To me, one thing was clear: multicellularity begins with the differentiation of cells. It is precisely at this point that the simplest multicellular organism emerges. From there, integration intensifies, leading to the development of tissues, organs, and functional systems of organs and tissues. Unlike I.S. Shklovsky (or rather his later views), I believed that the emergence of intelligent life was as inevitable as the emergence of chemical reactions and biological life.
But what is intelligence in relation to life? In my view, the key moment was the emergence of intelligence within a multicellular organism. The reproduction of chemical compartments was the first property that life acquired beyond chemical transformations. The second property was the differentiation of compartments, followed by their integration into tissues, organs, and organisms, with biochemical processes now permeating all of these biological systems. Vernadsky proposed the idea of the "ubiquity" of life: living matter is capable of spreading across the surface of the planet. It rapidly occupies all unclaimed areas of the biosphere, creating pressure on non-living nature.

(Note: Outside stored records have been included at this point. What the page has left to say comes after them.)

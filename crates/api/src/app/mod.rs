//! HTTP API application wiring (Axum router + service wiring).
//!
//! This folder is structured like:
//! - `services.rs`: store and service wiring (one shared instance per app)
//! - `routes/`: HTTP routes + handlers (one file per tutorial area)
//! - `dto.rs`: request/response DTOs and the mappers between them and records
//! - `errors.rs`: consistent error responses

use std::sync::Arc;

use axum::{Extension, Router, routing::get};
use tower::ServiceBuilder;

use crate::config::ApiConfig;
use crate::middleware;

pub mod dto;
pub mod errors;
pub mod routes;
pub mod services;

/// Build the full HTTP router (public entrypoint used by `main.rs`).
pub fn build_app(config: &ApiConfig) -> Router {
    let services = Arc::new(services::build_services(config));
    build_app_with(services)
}

/// Build the router around already-wired services.
pub fn build_app_with(services: Arc<services::AppServices>) -> Router {
    let auth_state = middleware::AuthLayerState {
        tokens: services.auth.tokens().clone(),
    };

    Router::new()
        .route("/health", get(routes::system::health))
        .merge(routes::router(&services))
        .layer(Extension(services))
        .layer(
            ServiceBuilder::new()
                .layer(axum::middleware::from_fn(middleware::trace_requests))
                .layer(axum::middleware::from_fn_with_state(
                    auth_state,
                    middleware::auth_middleware,
                )),
        )
}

Life, as an ordered system of chemical reactions, gave rise to self-replication, differentiation, and integration of biochemical systems that could no longer be reduced solely to chemical processes, even though all these properties of life remained inseparable from ordered chemical reactions. The diversity of material forms that emerged through systems of ordered chemical reactions is immense, and the number of new organic chemical compounds has grown exponentially. Over its existence, these systems have transformed the atmosphere, lithosphere, and hydrosphere, influenced continental drift, and much more [5], providing rich material for scientists to develop fields like paleontology, paleogenetics, evolutionary biochemistry, biogeochemistry, evolutionary theory, and many other disciplines. It should be noted that without the physics of electrons in the atoms of chemical elements, chemical reactions would not be possible. However, molecules and supramolecular structures cannot be reduced solely to the energy states of electrons in atoms.
The next property of life, which emerged specifically in multicellular organisms, was intercellular interactions – humoral and electrical, functioning as signals. The development of specialized areas sensitive to these signals – receptors, channels, and later synapses – marked a significant step. Nervous tissue, which in many higher organisms divides very little or not at all, devotes its entire resource to intercellular interactions – both electrical and chemical. Where mitosis is absent, electrogenesistakes precedence.
Much later, together with Professor A.M. Seledtsov, I co-authored an article for a student collection titled "Calcium Ions, cerebral paroxysms, epileptogenesis, mitosis, and apoptosis"[13]. At the time, we hypothesized that the calcium-calmodulin complex and nitric oxide are among the most ancient intracellular messengers. One of the most critical functions of calcium ion regulation in the nervous system is its role in apoptosis. Some effects of calcium ions on nervous tissue are temporally organized in a paroxysmal manner, primarily concerning pathological phenomena (epileptic paroxysms, the activation of pathological cravings for alcohol). Despite existing cellular calcium defenses, vertebrates – with their calcium-based skeletons – are prone to numerous pathological processes where hypercalcicity (an elevated concentration of calcium ions within the cell) plays a key role. These processes are temporally organized either paroxysmally (e.g., epileptic seizures, activation of alcohol cravings, certain cardiac arrhythmias) or non-paroxysmally (e.g., affective disorders, arterial hypertension).